Sample variation. Variation between samples can be used to make inferences about the population from which the independent samples were drawn (red arrows). For replicates, as in (A), inferences can only be made about the bone marrow suspensions from which the aliquots were taken. In (A), we might be able to infer that the plates on the left and the right contained cells from different suspensions, and possibly that the bone marrow cells came from two different mice, but we cannot make any conclusions about the effects of the different genotypes of the mice. In (B), three independent mice were chosen from each genotype, so we can make inferences about all mice of that genotype. Note that in the experiments in (B), n = 3, no matter how many replicate plates are created.
One of the most commonly used methods to determine the abundance of mRNA is real-time quantitative reverse transcription PCR (qRT-PCR; although the following example applies equally well to an ELISA or similar). Typically, multi-well plates are used so that many samples can be simultaneously read in a PCR machine. Let us suppose we are going to use qRT-PCR to compare levels of Boojum mRNA (Bjm) in control bone marrow cells (treated with medium alone) with Bjm levels in bone marrow cells treated with HH-CSF, in order to test the hypothesis that HH-CSF induces expression of the Bjm gene.

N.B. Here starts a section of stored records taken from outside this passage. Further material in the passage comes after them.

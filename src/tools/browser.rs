// src/tools/browser.rs
// Page-reading tool over a headless-browser collaborator. Bounded at 120s.

use anyhow::{Context, Result, anyhow};
use async_trait::async_trait;
use reqwest::Client;
use std::sync::Arc;
use std::time::Duration;

use super::{ToolBuilder, ToolSpec, properties};

const BROWSE_TIMEOUT: Duration = Duration::from_secs(120);
const MAX_PAGE_CHARS: usize = 8000;

#[async_trait]
pub trait BrowserClient: Send + Sync {
    /// Rendered text content of a page
    async fn fetch_page(&self, url: &str) -> Result<String>;
}

/// Plain HTTP fetch with a crude tag strip. A real headless browser slots in
/// behind the same trait.
pub struct HttpBrowser {
    client: Client,
}

impl HttpBrowser {
    pub fn new() -> Self {
        Self {
            client: Client::new(),
        }
    }
}

impl Default for HttpBrowser {
    fn default() -> Self {
        Self::new()
    }
}

#[async_trait]
impl BrowserClient for HttpBrowser {
    async fn fetch_page(&self, url: &str) -> Result<String> {
        if !url.starts_with("http://") && !url.starts_with("https://") {
            return Err(anyhow!("url must start with http:// or https://"));
        }

        let body = self
            .client
            .get(url)
            .send()
            .await
            .context("page fetch failed")?
            .error_for_status()
            .context("page returned an error status")?
            .text()
            .await
            .context("page body was not readable text")?;

        Ok(strip_markup(&body))
    }
}

fn starts_with_ci(s: &str, prefix: &str) -> bool {
    s.len() >= prefix.len()
        && s.is_char_boundary(prefix.len())
        && s[..prefix.len()].eq_ignore_ascii_case(prefix)
}

fn strip_markup(html: &str) -> String {
    let mut out = String::with_capacity(html.len() / 4);
    let mut in_tag = false;
    let mut skip_block = false;

    for (i, c) in html.char_indices() {
        if !in_tag && c == '<' {
            in_tag = true;
            let rest = &html[i..];
            if starts_with_ci(rest, "<script") || starts_with_ci(rest, "<style") {
                skip_block = true;
            } else if starts_with_ci(rest, "</script") || starts_with_ci(rest, "</style") {
                skip_block = false;
            }
            continue;
        }
        if in_tag {
            if c == '>' {
                in_tag = false;
            }
            continue;
        }
        if !skip_block {
            out.push(c);
        }
    }

    let collapsed = out
        .split_whitespace()
        .collect::<Vec<_>>()
        .join(" ");
    if collapsed.len() > MAX_PAGE_CHARS {
        let mut end = MAX_PAGE_CHARS;
        while !collapsed.is_char_boundary(end) {
            end -= 1;
        }
        format!("{}…", &collapsed[..end])
    } else {
        collapsed
    }
}

pub fn browser_tool(client: Arc<dyn BrowserClient>) -> ToolSpec {
    let schema = ToolBuilder::new(
        "browse_page",
        "Open a web page and return its readable text. Use for reading a specific URL the user gave or one found by search.",
    )
    .property("url", properties::description("Full http(s) URL to open"), true)
    .build();

    ToolSpec::new(schema, move |args: serde_json::Value| {
        let client = client.clone();
        async move {
            let url = args
                .get("url")
                .and_then(|u| u.as_str())
                .ok_or_else(|| anyhow!("missing 'url'"))?
                .to_string();

            // Slow or hung pages are bounded; the agent loop keeps going.
            match tokio::time::timeout(BROWSE_TIMEOUT, client.fetch_page(&url)).await {
                Ok(result) => result,
                Err(_) => Err(anyhow!(
                    "gave up on {} after {}s",
                    url,
                    BROWSE_TIMEOUT.as_secs()
                )),
            }
        }
    })
}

We isolate bone marrow cells from a normal mouse, and dispense equal aliquots containing a million cells into each of two wells of a six-well plate. For the moment we use only two of the six wells. We then add 4 ml of plain medium to one of the wells (the control), and 4 ml of a mixture of medium supplemented with HH-CSF to the other well (the experimental well). We incubate the plate for 24 h and then transfer the cells into two tubes, in which we extract the RNA using TRizol. We then suspend the RNA in 50 μl TRIS-buffered RNAse-free water.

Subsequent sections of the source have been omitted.